I dem rivendicano il calo della tassa sui rifiuti e attaccano Carizia: “Prima si è astenuto, poi ha votato a favore”.
UMBERTIDE – La riduzione della Tari per il 2026, che a Umbertide supera il 10%, accende il confronto politico. Il Partito Democratico cittadino rivendica il risultato, attribuendolo al lavoro della Regione Umbria e di Auri nell’ambito della nuova strategia sulla gestione dei rifiuti.
Il riferimento è al disegno di legge sull’economia circolare presentato dalla presidente della Regione Stefania Proietti e dall’assessore Thomas De Luca, che punta a ridurre progressivamente il ricorso alle discariche, aumentare la raccolta differenziata e costruire un sistema più uniforme e sostenibile a livello regionale, senza nuovi inceneritori.

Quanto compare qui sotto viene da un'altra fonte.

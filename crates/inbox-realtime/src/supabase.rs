//! Supabase realtime transport (Phoenix channels over WebSocket).

use crate::messages::{PhoenixMessage, Reply, EVENT_CLOSE, EVENT_ERROR, EVENT_POSTGRES_CHANGES};
use crate::{ChannelParams, ChannelSubscription, RealtimeError, RealtimeResult, RealtimeTransport};
use async_trait::async_trait;
use futures_util::stream::{SplitSink, SplitStream};
use futures_util::{SinkExt, StreamExt};
use inbox_types::ChangeEvent;
use std::time::Duration;
use tokio::net::TcpStream;
use tokio::sync::mpsc;
use tokio::time::{interval, MissedTickBehavior};
use tokio_tungstenite::tungstenite::Message;
use tokio_tungstenite::{connect_async, MaybeTlsStream, WebSocketStream};
use tracing::{debug, info, warn};
use url::Url;

type Socket = WebSocketStream<MaybeTlsStream<TcpStream>>;

/// Phoenix protocol version spoken on the socket.
const PROTOCOL_VSN: &str = "1.0.0";

/// Opens one WebSocket per channel against `<project>/realtime/v1/websocket`.
pub struct SupabaseRealtimeTransport {
    socket_url: Url,
    heartbeat_interval: Duration,
}

impl SupabaseRealtimeTransport {
    /// # Arguments
    /// * `project_url` - The Supabase project URL (`https://xyz.supabase.co`)
    /// * `api_key` - The Supabase publishable API key
    /// * `heartbeat_interval` - How often to ping the `phoenix` topic
    pub fn new(project_url: &Url, api_key: &str, heartbeat_interval: Duration) -> RealtimeResult<Self> {
        Ok(Self {
            socket_url: socket_url(project_url, api_key)?,
            heartbeat_interval,
        })
    }

    async fn join(&self, params: &ChannelParams) -> RealtimeResult<Socket> {
        let (mut socket, _) = connect_async(self.socket_url.as_str()).await?;

        let topic = channel_topic(params);
        let join_ref = uuid::Uuid::new_v4().to_string();
        let join = PhoenixMessage::join(&topic, &params.filter(), &params.access_token, &join_ref);
        socket.send(Message::Text(join.to_json()?.into())).await?;
        debug!(topic = %topic, "Sent phx_join");

        while let Some(frame) = socket.next().await {
            let text = match frame? {
                Message::Text(text) => text,
                Message::Close(_) => return Err(RealtimeError::ChannelClosed),
                _ => continue,
            };
            let msg = match PhoenixMessage::from_json(text.as_str()) {
                Ok(msg) => msg,
                Err(e) => {
                    warn!(error = %e, "Failed to parse realtime frame");
                    continue;
                }
            };
            if msg.topic != topic || msg.reference.as_deref() != Some(join_ref.as_str()) {
                continue;
            }
            return match msg.reply() {
                Some(Reply::Ok) => Ok(socket),
                Some(Reply::Error(reason)) => Err(RealtimeError::JoinRejected(reason)),
                None => continue,
            };
        }

        Err(RealtimeError::ChannelClosed)
    }
}

#[async_trait]
impl RealtimeTransport for SupabaseRealtimeTransport {
    async fn subscribe(&self, params: &ChannelParams) -> RealtimeResult<ChannelSubscription> {
        let socket = self.join(params).await?;
        info!(topic = %params.topic, "Realtime channel joined");

        let (tx, subscription) = ChannelSubscription::channel();
        let (write, read) = socket.split();
        tokio::spawn(run_channel(
            channel_topic(params),
            write,
            read,
            tx,
            self.heartbeat_interval,
        ));

        Ok(subscription)
    }
}

impl std::fmt::Debug for SupabaseRealtimeTransport {
    fn fmt(&self, f: &mut std::fmt::Formatter<'_>) -> std::fmt::Result {
        f.debug_struct("SupabaseRealtimeTransport")
            .field("host", &self.socket_url.host_str())
            .field("heartbeat_interval", &self.heartbeat_interval)
            .finish()
    }
}

/// Pump frames from the socket into the subscription until either side goes away.
async fn run_channel(
    topic: String,
    mut write: SplitSink<Socket, Message>,
    mut read: SplitStream<Socket>,
    tx: mpsc::Sender<RealtimeResult<ChangeEvent>>,
    heartbeat_interval: Duration,
) {
    let mut heartbeat = interval(heartbeat_interval);
    heartbeat.set_missed_tick_behavior(MissedTickBehavior::Delay);
    heartbeat.tick().await;
    let mut next_ref: u64 = 0;

    loop {
        tokio::select! {
            _ = tx.closed() => {
                debug!(topic = %topic, "Subscription dropped, leaving channel");
                next_ref += 1;
                if let Ok(json) = PhoenixMessage::leave(&topic, &next_ref.to_string()).to_json() {
                    let _ = write.send(Message::Text(json.into())).await;
                }
                let _ = write.close().await;
                return;
            }
            _ = heartbeat.tick() => {
                next_ref += 1;
                let sent = match PhoenixMessage::heartbeat(&next_ref.to_string()).to_json() {
                    Ok(json) => write.send(Message::Text(json.into())).await,
                    Err(_) => continue,
                };
                if let Err(e) = sent {
                    let _ = tx.send(Err(e.into())).await;
                    return;
                }
            }
            frame = read.next() => {
                let text = match frame {
                    Some(Ok(Message::Text(text))) => text,
                    Some(Ok(Message::Ping(data))) => {
                        let _ = write.send(Message::Pong(data)).await;
                        continue;
                    }
                    Some(Ok(Message::Close(_))) | None => {
                        info!(topic = %topic, "Realtime connection closed");
                        return;
                    }
                    Some(Ok(_)) => continue,
                    Some(Err(e)) => {
                        let _ = tx.send(Err(e.into())).await;
                        return;
                    }
                };

                match handle_frame(&topic, text.as_str()) {
                    Frame::Event(event) => {
                        if tx.send(Ok(event)).await.is_err() {
                            return;
                        }
                    }
                    Frame::Failed(err) => {
                        let _ = tx.send(Err(err)).await;
                        return;
                    }
                    Frame::Ignored => {}
                }
            }
        }
    }
}

enum Frame {
    Event(ChangeEvent),
    Failed(RealtimeError),
    Ignored,
}

fn handle_frame(topic: &str, text: &str) -> Frame {
    let msg = match PhoenixMessage::from_json(text) {
        Ok(msg) => msg,
        Err(e) => {
            warn!(error = %e, "Failed to parse realtime frame");
            return Frame::Ignored;
        }
    };
    if msg.topic != topic {
        return Frame::Ignored;
    }

    if let Some(reason) = msg.system_error() {
        return Frame::Failed(RealtimeError::Channel(reason));
    }

    match msg.event.as_str() {
        EVENT_POSTGRES_CHANGES => match msg.change_event() {
            Ok(event) => Frame::Event(event),
            Err(e) => {
                warn!(error = %e, "Dropping undecodable change frame");
                Frame::Ignored
            }
        },
        EVENT_ERROR => Frame::Failed(RealtimeError::Channel("phx_error".to_string())),
        EVENT_CLOSE => Frame::Failed(RealtimeError::ChannelClosed),
        other => {
            debug!(event = other, "Ignoring realtime frame");
            Frame::Ignored
        }
    }
}

/// Phoenix topic for a channel.
fn channel_topic(params: &ChannelParams) -> String {
    format!("realtime:{}", params.topic)
}

/// `https://x.supabase.co` → `wss://x.supabase.co/realtime/v1/websocket?apikey=..&vsn=1.0.0`
fn socket_url(project_url: &Url, api_key: &str) -> RealtimeResult<Url> {
    let scheme = match project_url.scheme() {
        "https" => "wss",
        "http" => "ws",
        other => return Err(RealtimeError::InvalidUrl(format!("unsupported scheme {}", other))),
    };

    let mut url = project_url
        .join("realtime/v1/websocket")
        .map_err(|e| RealtimeError::InvalidUrl(e.to_string()))?;
    url.set_scheme(scheme)
        .map_err(|_| RealtimeError::InvalidUrl(project_url.to_string()))?;
    url.query_pairs_mut()
        .clear()
        .append_pair("apikey", api_key)
        .append_pair("vsn", PROTOCOL_VSN);

    Ok(url)
}

#[cfg(test)]
mod tests {
    use super::*;

    #[test]
    fn test_socket_url_from_project_url() {
        let project = Url::parse("https://abc.supabase.co").unwrap();
        let url = socket_url(&project, "anon").unwrap();
        assert_eq!(
            url.as_str(),
            "wss://abc.supabase.co/realtime/v1/websocket?apikey=anon&vsn=1.0.0"
        );

        let local = Url::parse("http://127.0.0.1:54321/").unwrap();
        let url = socket_url(&local, "anon").unwrap();
        assert_eq!(url.scheme(), "ws");
        assert_eq!(url.port(), Some(54321));
    }

    #[test]
    fn test_socket_url_rejects_other_schemes() {
        let project = Url::parse("ftp://abc.supabase.co").unwrap();
        assert!(matches!(
            socket_url(&project, "anon"),
            Err(RealtimeError::InvalidUrl(_))
        ));
    }

    #[test]
    fn test_handle_frame_routes_by_topic() {
        let topic = "realtime:notifications:user-1";
        let change = r#"{"topic":"realtime:notifications:user-1","event":"postgres_changes","payload":{"data":{"type":"INSERT","commit_timestamp":"t1","record":{"id":"n-1"},"old_record":{}}}}"#;
        assert!(matches!(handle_frame(topic, change), Frame::Event(_)));

        let other = r#"{"topic":"realtime:other","event":"postgres_changes","payload":{}}"#;
        assert!(matches!(handle_frame(topic, other), Frame::Ignored));

        let closed = r#"{"topic":"realtime:notifications:user-1","event":"phx_close","payload":{}}"#;
        assert!(matches!(
            handle_frame(topic, closed),
            Frame::Failed(RealtimeError::ChannelClosed)
        ));

        assert!(matches!(handle_frame(topic, "not json"), Frame::Ignored));
    }
}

Secondo il PD, i primi effetti di questo percorso si vedono già nelle bollette dei cittadini. “La riduzione della Tari di oltre il 10% per il 2026 è il primo risultato concreto del cambio di strategia della Regione e del lavoro portato avanti da Auri”, si legge nella nota diffusa dal circolo umbertidese.

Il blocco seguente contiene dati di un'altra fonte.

//! Realtime error types.

use thiserror::Error;

/// Realtime error type.
#[derive(Error, Debug)]
pub enum RealtimeError {
    /// WebSocket error
    #[error("WebSocket error: {0}")]
    WebSocket(#[from] tokio_tungstenite::tungstenite::Error),

    /// The server refused the channel join.
    #[error("Join rejected: {0}")]
    JoinRejected(String),

    /// The server reported an error on an established channel.
    #[error("Channel error: {0}")]
    Channel(String),

    /// The connection closed before or after the join.
    #[error("Channel closed")]
    ChannelClosed,

    /// Subscribe did not complete in time.
    #[error("Operation timed out")]
    Timeout,

    /// Realtime endpoint could not be derived from the project URL.
    #[error("Invalid realtime URL: {0}")]
    InvalidUrl(String),

    /// JSON serialization error
    #[error("JSON error: {0}")]
    Json(#[from] serde_json::Error),
}

/// Result type alias using RealtimeError.
pub type RealtimeResult<T> = Result<T, RealtimeError>;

Il comunicato si sofferma poi sulla posizione del sindaco Luca Carizia durante le assemblee di Auri. “Nella prima seduta del 17 luglio si è astenuto, mentre nella seconda, il 21 luglio, ha votato a favore. Evidentemente qualcuno gli ha spiegato meglio la questione”, afferma il PD, che conclude con una battuta politica: “Una riduzione della Tari che viene quasi da dire sia arrivata ‘a sua insaputa’”.